For every line in the records that has the word "WrapOptionError", make a copy.

BEGIN

mod context;
mod error;
mod fisher_error;

pub use error::{
    WrapError,
    WrapOptionError,
    WrapResultError,
};
pub use fisher_error::{
    GeneralError,
    InvalidInputError,
    NotFoundError,
    general_error,
    invalid_input_error,
    is_invalid_input,
    not_found_error,
};
use anyhow::Result;
use fisher_data::{
    DataStore,
    Id,
    StatTable,
};
use fisher_prng::{
    PseudoRandomNumberGenerator,
    rand_util,
};
use log::debug;

use crate::{
    combat::Combatant,
    config::MonsterScaling,
    encounter::Monster,
    error::{
        WrapOptionError,
        WrapResultError,
        general_error,
    },
};

/// Generates a monster for the floor using the default scaling.
pub fn generate_monster(
    floor: u32,
    data: &dyn DataStore,
    prng: &mut dyn PseudoRandomNumberGenerator,
) -> Result<Monster> {
    generate_monster_with_scaling(floor, data, prng, &MonsterScaling::default())
}

/// Generates a monster for the floor.
///
/// A template is picked uniformly among those whose floor range contains the floor. Stats and
/// rewards come from the floor alone.
pub fn generate_monster_with_scaling(
    floor: u32,
    data: &dyn DataStore,
    prng: &mut dyn PseudoRandomNumberGenerator,
    scaling: &MonsterScaling,
) -> Result<Monster> {
    let candidates = data
        .all_monster_ids(&|monster| monster.floor_range.contains(floor))
        .wrap_error_with_format(format_args!("failed to list monsters for floor {floor}"))?;
    let id = rand_util::sample_slice(prng, &candidates)
        .ok_or_else(|| general_error(format!("no monster can appear on floor {floor}")))?
        .clone();
    build_monster(&id, floor, data, scaling)
}

/// Builds a specific monster template as it would appear on the floor.
pub fn build_monster(
    id: &Id,
    floor: u32,
    data: &dyn DataStore,
    scaling: &MonsterScaling,
) -> Result<Monster> {
    let template = data
        .get_monster(id)?
        .wrap_not_found_error_with_format(format_args!("monster {id}"))?;

    let stats = StatTable {
        hp: scaling.hp.at(floor),
        atk: scaling.atk.at(floor),
        def: scaling.def.at(floor),
        spd: scaling.spd.at(floor),
    };
    debug!("generated {id} on floor {floor} with {stats:?}");
    Ok(Monster {
        id: id.clone(),
        floor,
        combatant: Combatant::new(template.name, &stats, template.moves),
        gold_reward: scaling.gold.at(floor),
        xp_reward: scaling.xp.at(floor),
    })
}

END

→ **SOLUTION**
    WrapOptionError,
        WrapOptionError,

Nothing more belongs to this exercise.